Extracted information
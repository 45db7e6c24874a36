#![deny(
    trivial_numeric_casts,
    missing_docs,
    unsafe_code,
    unused_import_braces,
    unused_qualifications,
    unused_extern_crates
)]
#![warn(rust_2021_compatibility, unreachable_pub)]

//! Configuration value structs for the edge pipeline core.
//!
//! This crate never parses text. A `PipelineConfig` is assembled by an
//! out-of-scope config layer from whatever text format it chooses, and
//! handed to [`ConfigHandle::new`] as an already-validated value. Every
//! reader shares one snapshot via [`ArcSwap`](arc_swap::ArcSwap); a reload
//! publishes a new immutable snapshot without blocking in-flight readers.

pub mod aligner;
pub mod buffer;
pub mod quality;
pub mod source;
pub mod store;

use std::sync::Arc;

use arc_swap::ArcSwap;
use serde::{Deserialize, Serialize};
use thiserror::Error;

pub use aligner::{AlignerConfig, GeologyZone, SpecificEnergyConfig};
pub use buffer::{BufferConfig, OverflowPolicy};
pub use quality::{
    CalibrationConfig, CrossTagRule, InterpolationConfig, QualityConfig, ReasonablenessConfig, ThresholdConfig,
};
pub use source::{BackoffConfig, JsonPathMapping, PullApiAuth, RegisterDescriptor, RegisterEncoding, SourceConfig, SourceKind, TagDescriptor};
pub use store::StoreConfig;

/// Errors raised while validating a configuration value before it is
/// published as a snapshot.
#[derive(Error, Debug)]
#[non_exhaustive]
pub enum Error {
    /// Two sources share the same name.
    #[error("duplicate source name '{source}'")]
    DuplicateSource {
        /// The duplicated name.
        source: String,
    },

    /// A cross-tag rule or aligner indicator references a tag not declared
    /// by any configured source.
    #[error("tag '{tag}' referenced by '{reference}' is not declared by any source")]
    UnknownTagReference {
        /// The undeclared tag name.
        tag: String,
        /// What referenced it (e.g. a cross-tag rule, an aggregate indicator).
        reference: String,
    },

    /// A threshold's `min` is not less than its `max`.
    #[error("threshold for tag '{tag}' has min ({min}) >= max ({max})")]
    InvalidThreshold {
        /// The tag whose threshold is invalid.
        tag: String,
        /// The configured lower bound.
        min: f64,
        /// The configured upper bound.
        max: f64,
    },
}

/// The full, resolved configuration for one running edge-node instance.
///
/// This is the value every other crate in the workspace treats as opaque
/// input: it is constructed once per reload by the out-of-scope config
/// layer and published via [`ConfigHandle`].
#[derive(Debug, Clone, Serialize, Deserialize)]
pub struct PipelineConfig {
    /// Configured data sources, keyed by name.
    pub sources: Vec<SourceConfig>,
    /// Quality-pipeline parameters.
    pub quality: QualityConfig,
    /// Buffer writer parameters.
    pub buffer: BufferConfig,
    /// Ring aligner parameters.
    pub aligner: AlignerConfig,
    /// Local store parameters.
    pub store: StoreConfig,
}

impl PipelineConfig {
    /// Validates cross-section consistency that a single value struct
    /// cannot express in its types alone (duplicate names, dangling tag
    /// references, inverted thresholds).
    pub fn validate(&self) -> Result<(), Error> {
        let mut seen = std::collections::HashSet::new();
        for source in &self.sources {
            if !seen.insert(source.name.as_str()) {
                return Err(Error::DuplicateSource {
                    source: source.name.clone(),
                });
            }
        }

        for (tag, threshold) in &self.quality.thresholds {
            if threshold.min >= threshold.max {
                return Err(Error::InvalidThreshold {
                    tag: tag.clone(),
                    min: threshold.min,
                    max: threshold.max,
                });
            }
        }

        let known_tags: std::collections::HashSet<&str> = self
            .sources
            .iter()
            .flat_map(|source| source.tags.iter())
            .map(|tag| tag.name.as_str())
            .collect();

        for rule in &self.quality.cross_tag_rules {
            let CrossTagRule::PositiveImpliesPositive { driver_tag, dependent_tag } = rule;
            for tag in [driver_tag, dependent_tag] {
                if !known_tags.contains(tag.as_str()) {
                    return Err(Error::UnknownTagReference {
                        tag: tag.clone(),
                        reference: "cross_tag_rule".to_string(),
                    });
                }
            }
        }

        Ok(())
    }
}

/// A hot-reloadable handle to the current [`PipelineConfig`].
///
/// Readers call [`ConfigHandle::load`] once per record or batch and run to
/// completion against that snapshot (§9 "Config hot-reload" design note);
/// a reload publishes a new snapshot without disturbing in-flight readers.
#[derive(Clone)]
pub struct ConfigHandle {
    inner: Arc<ArcSwap<PipelineConfig>>,
}

impl ConfigHandle {
    /// Validates `config` and wraps it in a fresh handle.
    pub fn new(config: PipelineConfig) -> Result<Self, Error> {
        config.validate()?;
        Ok(Self {
            inner: Arc::new(ArcSwap::new(Arc::new(config))),
        })
    }

    /// Returns the currently published configuration snapshot.
    pub fn load(&self) -> Arc<PipelineConfig> {
        self.inner.load_full()
    }

    /// Validates `config` and publishes it as the new current snapshot.
    /// Readers already holding an older `Arc<PipelineConfig>` keep running
    /// against it; new `load()` calls see the update immediately.
    pub fn reload(&self, config: PipelineConfig) -> Result<(), Error> {
        config.validate()?;
        self.inner.store(Arc::new(config));
        Ok(())
    }
}

#[cfg(test)]
mod test {
    use std::collections::HashMap;

    use super::*;
    use crate::aligner::SpecificEnergyConfig;

    fn minimal_config() -> PipelineConfig {
        PipelineConfig {
            sources: vec![],
            quality: QualityConfig::default(),
            buffer: BufferConfig::default(),
            aligner: AlignerConfig {
                tick_interval: std::time::Duration::from_secs(300),
                settlement_lag_window: std::time::Duration::from_secs(120),
                grace_window: std::time::Duration::from_secs(3600),
                max_ring_age: std::time::Duration::from_secs(24 * 3600),
                ring_number_tag: "ring_number".to_string(),
                settlement_tag: "settlement_value".to_string(),
                displacement_tag: "displacement_value".to_string(),
                aggregate_indicators: HashMap::new(),
                attitude_indicators: HashMap::new(),
                specific_energy: SpecificEnergyConfig {
                    revolutions_tag: "cutterhead_revolutions".to_string(),
                    advance_distance_tag: "advance_distance".to_string(),
                    cross_section_area: 50.0,
                },
                ground_loss: None,
                geology_zones: vec![],
            },
            store: StoreConfig::default(),
        }
    }

    #[test]
    fn validate_accepts_minimal_config() {
        assert!(minimal_config().validate().is_ok());
    }

    #[test]
    fn validate_rejects_inverted_threshold() {
        let mut config = minimal_config();
        config
            .quality
            .thresholds
            .insert("thrust_total".to_string(), ThresholdConfig { min: 100.0, max: 0.0, warn_low: None, warn_high: None });
        assert!(matches!(config.validate(), Err(Error::InvalidThreshold { .. })));
    }

    #[test]
    fn reload_is_visible_to_new_loads() {
        let handle = ConfigHandle::new(minimal_config()).unwrap();
        let first = handle.load();
        assert_eq!(first.buffer.max_size, 10_000);

        let mut updated = minimal_config();
        updated.buffer.max_size = 42;
        handle.reload(updated).unwrap();

        assert_eq!(handle.load().buffer.max_size, 42);
        // the snapshot the first reader holds is untouched
        assert_eq!(first.buffer.max_size, 10_000);
    }
}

What to work on
How many lines of the listing include the string "QualityConfig"? Respond with the number only.

Result
3